Approximately 25% of the $3.8 trillion spent annually in the U.S. on healthcare can be characterized as waste, according to an analysis recently published in the Journal of the American Medical Association.

Researchers from Humana and the University of Pittsburgh School of Medicine conducted a comprehensive literature review of U.S. reports and articles published between January 1, 2012, and May 15, 2019, that focused on costs or savings related to the following six waste domains previously identified by the Institute of Medicine and other researchers:

  • Administrative complexity: billing and coding waste; physician time spent reporting on quality measures
  • Failure of care coordination: unnecessary admissions and avoidable complications; readmissions
  • Failure of care delivery: hospital-acquired conditions and adverse events; clinician-related inefficiency; lack of adoption of preventative care services
  • Fraud and abuse: fraud and abuse in Medicare
  • Overtreatment or low-value care: low-value medication use, low value screening, testing, or procedures; overuse of end-of-life care 
  • Pricing failure: medication pricing failure; payer-based health services pricing failure; laboratory and ambulatory pricing

They categorized articles and reports according to the six domains and whether they assessed cost of waste, savings from interventions that address waste, or both. They then translated costs and savings from included studies into national costs and savings and converted these values to 2019 dollars using the Bureau of Labor Statistics Medical Services consumer price index. All component estimates were summed to determine total costs and ranges and total potential savings and ranges for each waste domain. 

The chart below details their estimates for the total annual cost of waste and annual savings from measures to eliminate waste for each domain:

 

Waste domain

 

Estimated annual cost of waste

 

Estimated annual savings from measures to eliminate waste

Administrative complexity

$265.6 billion

N/A

Failure of care coordination

$27.2 billion to $78.2 billion

$29.6 billion to $38.2 billion

Failure of care delivery

$102.4 billion to $165.7 billion

$44.4 billion to $93.3 billion

Fraud and abuse

$58.5 billion to $83.9 billion

$22.8 billion to $30.8 billion

Overtreatment or low-value care

$75.7 billion to $101.2 billion

$12.8 billion to $28.6 billion

Pricing failure

$230.7 billion to $240.5 billion

$81.4 billion to $91.2 billion

 

 

 

 

 

 

 

 

 

 

 

 

 

 

Based on their findings, researchers estimate that the total cost of waste in the U.S. healthcare system ranges from $760 billion to $935 billion and accounts for 25% of total healthcare spending. They estimate that interventions to reduce waste could save anywhere from $191 billion to $282 billion.

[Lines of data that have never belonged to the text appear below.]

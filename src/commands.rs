use serde::{Deserialize, Serialize};
use std::{fs, path::Path};
use tracing::{debug, warn};

use crate::errors::{AppError, AppResult, BracketError, BracketResult};
use crate::session::BracketSession;
use crate::types::{Format, MatchId, ParticipantId};

// ── Score input ─────────────────────────────────────────────────────────

/// A score as typed by the user: a JSON number or free text.
#[derive(Debug, Clone, PartialEq, Serialize, Deserialize)]
#[serde(untagged)]
pub enum ScoreInput {
    Number(f64),
    Text(String),
}

impl ScoreInput {
    pub fn resolve(&self) -> BracketResult<Option<f64>> {
        match self {
            ScoreInput::Number(value) if value.is_finite() => Ok(Some(*value)),
            ScoreInput::Number(value) => Err(BracketError::MalformedScore(value.to_string())),
            ScoreInput::Text(raw) => parse_score(raw),
        }
    }
}

/// Empty text clears the score; anything else must be a finite number.
pub fn parse_score(raw: &str) -> BracketResult<Option<f64>> {
    let trimmed = raw.trim();
    if trimmed.is_empty() {
        return Ok(None);
    }
    match trimmed.parse::<f64>() {
        Ok(value) if value.is_finite() => Ok(Some(value)),
        _ => Err(BracketError::MalformedScore(trimmed.to_string())),
    }
}

fn resolve_optional(input: &Option<ScoreInput>) -> BracketResult<Option<f64>> {
    match input {
        Some(input) => input.resolve(),
        None => Ok(None),
    }
}

// ── Commands ────────────────────────────────────────────────────────────

/// One user action against a session.
#[derive(Debug, Clone, PartialEq, Serialize, Deserialize)]
#[serde(tag = "action", rename_all = "camelCase")]
pub enum SessionCommand {
    AddParticipant {
        name: String,
        #[serde(default)]
        score: Option<ScoreInput>,
    },
    RemoveParticipant {
        id: ParticipantId,
    },
    ClearParticipants,
    SetScore {
        id: ParticipantId,
        #[serde(default)]
        score: Option<ScoreInput>,
    },
    SetCategory {
        id: ParticipantId,
        category: String,
    },
    SeedByScore,
    Generate {
        format: Format,
    },
    #[serde(rename_all = "camelCase")]
    RecordScore {
        match_id: MatchId,
        #[serde(default)]
        score1: Option<ScoreInput>,
        #[serde(default)]
        score2: Option<ScoreInput>,
    },
    Reset,
}

pub fn apply_command(session: &mut BracketSession, command: &SessionCommand) -> BracketResult<()> {
    match command {
        SessionCommand::AddParticipant { name, score } => {
            let score = resolve_optional(score)?;
            session.add_participant(name, score)?;
        }
        SessionCommand::RemoveParticipant { id } => {
            session.remove_participant(*id)?;
        }
        SessionCommand::ClearParticipants => session.clear_participants(),
        SessionCommand::SetScore { id, score } => {
            let score = resolve_optional(score)?;
            session.set_participant_score(*id, score)?;
        }
        SessionCommand::SetCategory { id, category } => {
            session.set_participant_category(*id, category)?;
        }
        SessionCommand::SeedByScore => session.seed_by_score(),
        SessionCommand::Generate { format } => {
            session.generate(*format)?;
        }
        SessionCommand::RecordScore { match_id, score1, score2 } => {
            let score1 = resolve_optional(score1)?;
            let score2 = resolve_optional(score2)?;
            session.record_score(*match_id, score1, score2)?;
        }
        SessionCommand::Reset => session.reset(),
    }
    Ok(())
}

/// Applies commands in order and stops at the first rejection. Commands before
/// the rejected one stay applied.
pub fn run_script(session: &mut BracketSession, commands: &[SessionCommand]) -> AppResult<usize> {
    for (index, command) in commands.iter().enumerate() {
        debug!(index, ?command, "applying command");
        if let Err(source) = apply_command(session, command) {
            warn!(index, error = %source, "command rejected");
            return Err(AppError::Script { index, source });
        }
    }
    Ok(commands.len())
}

pub fn load_script(path: &Path) -> AppResult<Vec<SessionCommand>> {
    let data =
        fs::read_to_string(path).map_err(|e| AppError::io(format!("read script {}", path.display()), e))?;
    serde_json::from_str(&data).map_err(|e| AppError::json(format!("parse script {}", path.display()), e))
}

Notably, the administrative complexity category was associated with the greatest contribution to waste; however, researchers were unable to find generalizable studies that had targeted administrative complexity as a source for waste reduction. Researchers suggested that enhanced collaboration between payers and clinicians around valued-based payment models may be one of the biggest opportunities to reduce waste in this category.